ASSIGNED TASK: In the data that follows, find the line with "let device = &self.device;"; transcribe it, every later line up to the one with "still in flight.", and that line as well, exactly and with no others.

Collection entries
--- START ---

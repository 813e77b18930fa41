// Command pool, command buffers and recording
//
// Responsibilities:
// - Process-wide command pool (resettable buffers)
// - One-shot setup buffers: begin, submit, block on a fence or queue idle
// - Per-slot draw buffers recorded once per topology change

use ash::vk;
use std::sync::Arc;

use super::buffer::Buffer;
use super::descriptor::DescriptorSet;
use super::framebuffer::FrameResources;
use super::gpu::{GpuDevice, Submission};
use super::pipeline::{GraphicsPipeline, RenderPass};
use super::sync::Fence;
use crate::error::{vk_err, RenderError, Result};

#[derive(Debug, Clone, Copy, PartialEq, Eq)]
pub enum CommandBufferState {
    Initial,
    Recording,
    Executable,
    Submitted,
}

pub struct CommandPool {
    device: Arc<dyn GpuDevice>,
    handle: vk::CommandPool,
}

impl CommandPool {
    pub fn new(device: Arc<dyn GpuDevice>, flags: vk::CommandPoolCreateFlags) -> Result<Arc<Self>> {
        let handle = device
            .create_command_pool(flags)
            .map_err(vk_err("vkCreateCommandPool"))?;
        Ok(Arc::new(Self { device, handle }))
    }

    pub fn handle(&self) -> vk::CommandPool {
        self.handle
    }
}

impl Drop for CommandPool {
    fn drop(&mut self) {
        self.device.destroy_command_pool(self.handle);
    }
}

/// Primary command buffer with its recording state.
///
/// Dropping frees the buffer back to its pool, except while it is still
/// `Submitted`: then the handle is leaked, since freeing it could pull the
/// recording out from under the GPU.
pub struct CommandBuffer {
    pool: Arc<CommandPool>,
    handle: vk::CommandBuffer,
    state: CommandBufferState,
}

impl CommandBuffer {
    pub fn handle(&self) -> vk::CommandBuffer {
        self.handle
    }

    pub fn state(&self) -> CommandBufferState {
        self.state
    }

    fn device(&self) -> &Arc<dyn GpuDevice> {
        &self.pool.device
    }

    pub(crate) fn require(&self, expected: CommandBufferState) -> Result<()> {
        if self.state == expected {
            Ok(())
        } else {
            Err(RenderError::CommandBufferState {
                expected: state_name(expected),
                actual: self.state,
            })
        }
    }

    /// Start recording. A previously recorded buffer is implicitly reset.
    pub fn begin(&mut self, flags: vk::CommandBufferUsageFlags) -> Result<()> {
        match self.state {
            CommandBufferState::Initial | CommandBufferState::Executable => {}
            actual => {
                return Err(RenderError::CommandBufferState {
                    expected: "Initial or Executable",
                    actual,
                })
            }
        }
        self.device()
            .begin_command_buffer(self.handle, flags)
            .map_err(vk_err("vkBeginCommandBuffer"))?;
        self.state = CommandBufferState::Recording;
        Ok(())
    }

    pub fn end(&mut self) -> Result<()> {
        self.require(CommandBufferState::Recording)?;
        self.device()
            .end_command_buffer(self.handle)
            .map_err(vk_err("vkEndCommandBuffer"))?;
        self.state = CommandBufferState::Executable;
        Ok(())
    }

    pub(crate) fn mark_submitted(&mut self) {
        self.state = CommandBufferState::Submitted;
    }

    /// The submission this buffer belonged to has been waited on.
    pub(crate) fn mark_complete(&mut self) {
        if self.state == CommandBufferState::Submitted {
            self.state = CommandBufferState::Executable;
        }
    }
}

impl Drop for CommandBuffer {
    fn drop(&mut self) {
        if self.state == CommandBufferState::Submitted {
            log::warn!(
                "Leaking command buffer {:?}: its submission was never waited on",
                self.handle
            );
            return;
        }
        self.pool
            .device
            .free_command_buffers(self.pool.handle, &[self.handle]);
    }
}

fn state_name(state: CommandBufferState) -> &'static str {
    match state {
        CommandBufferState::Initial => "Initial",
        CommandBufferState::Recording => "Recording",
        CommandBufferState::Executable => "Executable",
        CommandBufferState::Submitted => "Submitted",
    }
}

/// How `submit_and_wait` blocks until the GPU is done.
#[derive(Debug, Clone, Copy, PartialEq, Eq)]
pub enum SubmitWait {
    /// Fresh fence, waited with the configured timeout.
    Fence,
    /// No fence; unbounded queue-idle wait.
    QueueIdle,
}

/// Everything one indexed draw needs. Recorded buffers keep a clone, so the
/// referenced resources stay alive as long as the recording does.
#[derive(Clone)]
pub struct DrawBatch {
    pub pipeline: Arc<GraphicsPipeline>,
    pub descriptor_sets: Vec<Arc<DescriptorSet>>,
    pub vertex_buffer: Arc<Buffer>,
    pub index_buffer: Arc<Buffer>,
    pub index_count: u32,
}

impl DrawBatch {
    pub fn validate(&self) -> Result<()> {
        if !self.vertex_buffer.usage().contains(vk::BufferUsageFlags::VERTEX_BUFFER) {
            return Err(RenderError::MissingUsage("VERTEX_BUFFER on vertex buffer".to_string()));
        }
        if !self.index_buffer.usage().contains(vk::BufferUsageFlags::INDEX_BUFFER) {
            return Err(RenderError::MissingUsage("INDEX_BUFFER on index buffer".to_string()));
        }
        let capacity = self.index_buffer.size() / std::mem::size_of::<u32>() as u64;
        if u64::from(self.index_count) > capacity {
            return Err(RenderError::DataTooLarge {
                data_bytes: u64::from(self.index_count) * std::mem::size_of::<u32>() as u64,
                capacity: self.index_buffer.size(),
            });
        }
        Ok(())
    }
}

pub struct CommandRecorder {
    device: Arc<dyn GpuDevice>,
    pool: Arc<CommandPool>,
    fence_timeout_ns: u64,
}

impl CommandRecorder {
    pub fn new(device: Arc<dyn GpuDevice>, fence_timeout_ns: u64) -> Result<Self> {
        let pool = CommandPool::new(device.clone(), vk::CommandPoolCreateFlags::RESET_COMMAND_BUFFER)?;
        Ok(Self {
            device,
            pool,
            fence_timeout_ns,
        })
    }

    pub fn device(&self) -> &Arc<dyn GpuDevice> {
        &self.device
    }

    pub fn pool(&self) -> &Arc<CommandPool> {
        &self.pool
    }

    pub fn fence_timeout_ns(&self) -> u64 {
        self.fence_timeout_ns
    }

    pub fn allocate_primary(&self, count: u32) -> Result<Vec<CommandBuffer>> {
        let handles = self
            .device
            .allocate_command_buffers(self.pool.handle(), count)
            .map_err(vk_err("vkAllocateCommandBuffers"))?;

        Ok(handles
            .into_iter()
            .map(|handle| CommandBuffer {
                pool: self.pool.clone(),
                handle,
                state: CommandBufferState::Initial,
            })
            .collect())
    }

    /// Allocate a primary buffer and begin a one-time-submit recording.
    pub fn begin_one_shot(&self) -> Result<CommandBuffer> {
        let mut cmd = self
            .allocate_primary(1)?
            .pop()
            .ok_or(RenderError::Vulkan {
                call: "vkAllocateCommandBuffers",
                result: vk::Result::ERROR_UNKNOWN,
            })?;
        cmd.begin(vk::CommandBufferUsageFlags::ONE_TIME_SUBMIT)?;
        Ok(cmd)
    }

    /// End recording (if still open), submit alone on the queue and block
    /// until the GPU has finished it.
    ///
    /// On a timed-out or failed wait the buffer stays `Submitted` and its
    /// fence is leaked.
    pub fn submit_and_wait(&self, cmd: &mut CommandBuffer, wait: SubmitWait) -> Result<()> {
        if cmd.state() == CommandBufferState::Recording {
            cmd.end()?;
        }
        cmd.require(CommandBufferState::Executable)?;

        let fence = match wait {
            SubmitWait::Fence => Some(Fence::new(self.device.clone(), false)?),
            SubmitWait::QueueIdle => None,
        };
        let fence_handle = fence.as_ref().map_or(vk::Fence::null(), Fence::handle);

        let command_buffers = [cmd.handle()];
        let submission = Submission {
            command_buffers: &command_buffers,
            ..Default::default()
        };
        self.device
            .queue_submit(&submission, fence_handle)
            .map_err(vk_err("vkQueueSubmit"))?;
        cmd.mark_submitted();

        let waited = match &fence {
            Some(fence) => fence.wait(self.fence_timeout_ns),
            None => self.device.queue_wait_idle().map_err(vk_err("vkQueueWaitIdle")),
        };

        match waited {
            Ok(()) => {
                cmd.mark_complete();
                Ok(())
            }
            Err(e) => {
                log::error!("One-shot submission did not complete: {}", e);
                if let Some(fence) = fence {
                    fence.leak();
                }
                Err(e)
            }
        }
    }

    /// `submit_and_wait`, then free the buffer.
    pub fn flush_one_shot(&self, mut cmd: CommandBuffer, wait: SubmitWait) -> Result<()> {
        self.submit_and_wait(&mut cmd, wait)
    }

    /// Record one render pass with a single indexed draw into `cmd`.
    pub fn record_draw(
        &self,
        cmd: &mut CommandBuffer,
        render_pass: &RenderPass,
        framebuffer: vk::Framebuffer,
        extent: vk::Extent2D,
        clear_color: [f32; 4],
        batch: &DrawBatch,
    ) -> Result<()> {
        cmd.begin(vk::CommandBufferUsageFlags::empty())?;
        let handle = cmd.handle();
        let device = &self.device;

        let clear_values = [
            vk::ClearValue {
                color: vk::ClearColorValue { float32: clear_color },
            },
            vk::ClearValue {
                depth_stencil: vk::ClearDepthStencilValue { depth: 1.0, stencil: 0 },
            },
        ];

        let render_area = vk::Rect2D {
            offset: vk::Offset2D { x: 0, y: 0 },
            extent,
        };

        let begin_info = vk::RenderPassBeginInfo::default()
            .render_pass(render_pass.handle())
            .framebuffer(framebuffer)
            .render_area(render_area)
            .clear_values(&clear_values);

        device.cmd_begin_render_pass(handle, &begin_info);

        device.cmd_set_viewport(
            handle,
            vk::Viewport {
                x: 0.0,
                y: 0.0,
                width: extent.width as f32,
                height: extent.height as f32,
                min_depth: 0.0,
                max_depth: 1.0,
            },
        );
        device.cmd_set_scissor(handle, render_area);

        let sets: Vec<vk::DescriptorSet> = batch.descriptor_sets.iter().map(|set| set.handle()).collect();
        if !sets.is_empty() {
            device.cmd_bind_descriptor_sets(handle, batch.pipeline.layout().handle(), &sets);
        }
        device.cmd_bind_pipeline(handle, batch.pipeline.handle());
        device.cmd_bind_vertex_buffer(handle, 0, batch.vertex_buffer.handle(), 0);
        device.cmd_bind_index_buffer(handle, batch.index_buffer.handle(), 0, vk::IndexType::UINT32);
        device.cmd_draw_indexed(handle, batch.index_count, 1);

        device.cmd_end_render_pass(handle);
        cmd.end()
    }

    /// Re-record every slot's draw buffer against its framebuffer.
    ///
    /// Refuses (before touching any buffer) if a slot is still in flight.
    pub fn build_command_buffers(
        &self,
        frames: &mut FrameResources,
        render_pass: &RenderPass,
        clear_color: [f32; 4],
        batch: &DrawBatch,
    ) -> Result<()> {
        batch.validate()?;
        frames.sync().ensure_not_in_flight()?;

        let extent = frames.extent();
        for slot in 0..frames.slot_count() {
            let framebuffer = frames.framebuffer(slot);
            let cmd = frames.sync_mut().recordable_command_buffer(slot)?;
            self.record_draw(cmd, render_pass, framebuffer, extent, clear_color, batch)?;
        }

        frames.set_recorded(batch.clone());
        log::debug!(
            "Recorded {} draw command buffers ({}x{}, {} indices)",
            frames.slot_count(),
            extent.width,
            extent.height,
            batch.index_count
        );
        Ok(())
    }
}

--- END ---

REPLY:
        let device = &self.device;

        let clear_values = [
            vk::ClearValue {
                color: vk::ClearColorValue { float32: clear_color },
            },
            vk::ClearValue {
                depth_stencil: vk::ClearDepthStencilValue { depth: 1.0, stencil: 0 },
            },
        ];

        let render_area = vk::Rect2D {
            offset: vk::Offset2D { x: 0, y: 0 },
            extent,
        };

        let begin_info = vk::RenderPassBeginInfo::default()
            .render_pass(render_pass.handle())
            .framebuffer(framebuffer)
            .render_area(render_area)
            .clear_values(&clear_values);

        device.cmd_begin_render_pass(handle, &begin_info);

        device.cmd_set_viewport(
            handle,
            vk::Viewport {
                x: 0.0,
                y: 0.0,
                width: extent.width as f32,
                height: extent.height as f32,
                min_depth: 0.0,
                max_depth: 1.0,
            },
        );
        device.cmd_set_scissor(handle, render_area);

        let sets: Vec<vk::DescriptorSet> = batch.descriptor_sets.iter().map(|set| set.handle()).collect();
        if !sets.is_empty() {
            device.cmd_bind_descriptor_sets(handle, batch.pipeline.layout().handle(), &sets);
        }
        device.cmd_bind_pipeline(handle, batch.pipeline.handle());
        device.cmd_bind_vertex_buffer(handle, 0, batch.vertex_buffer.handle(), 0);
        device.cmd_bind_index_buffer(handle, batch.index_buffer.handle(), 0, vk::IndexType::UINT32);
        device.cmd_draw_indexed(handle, batch.index_count, 1);

        device.cmd_end_render_pass(handle);
        cmd.end()
    }

    /// Re-record every slot's draw buffer against its framebuffer.
    ///
    /// Refuses (before touching any buffer) if a slot is still in flight.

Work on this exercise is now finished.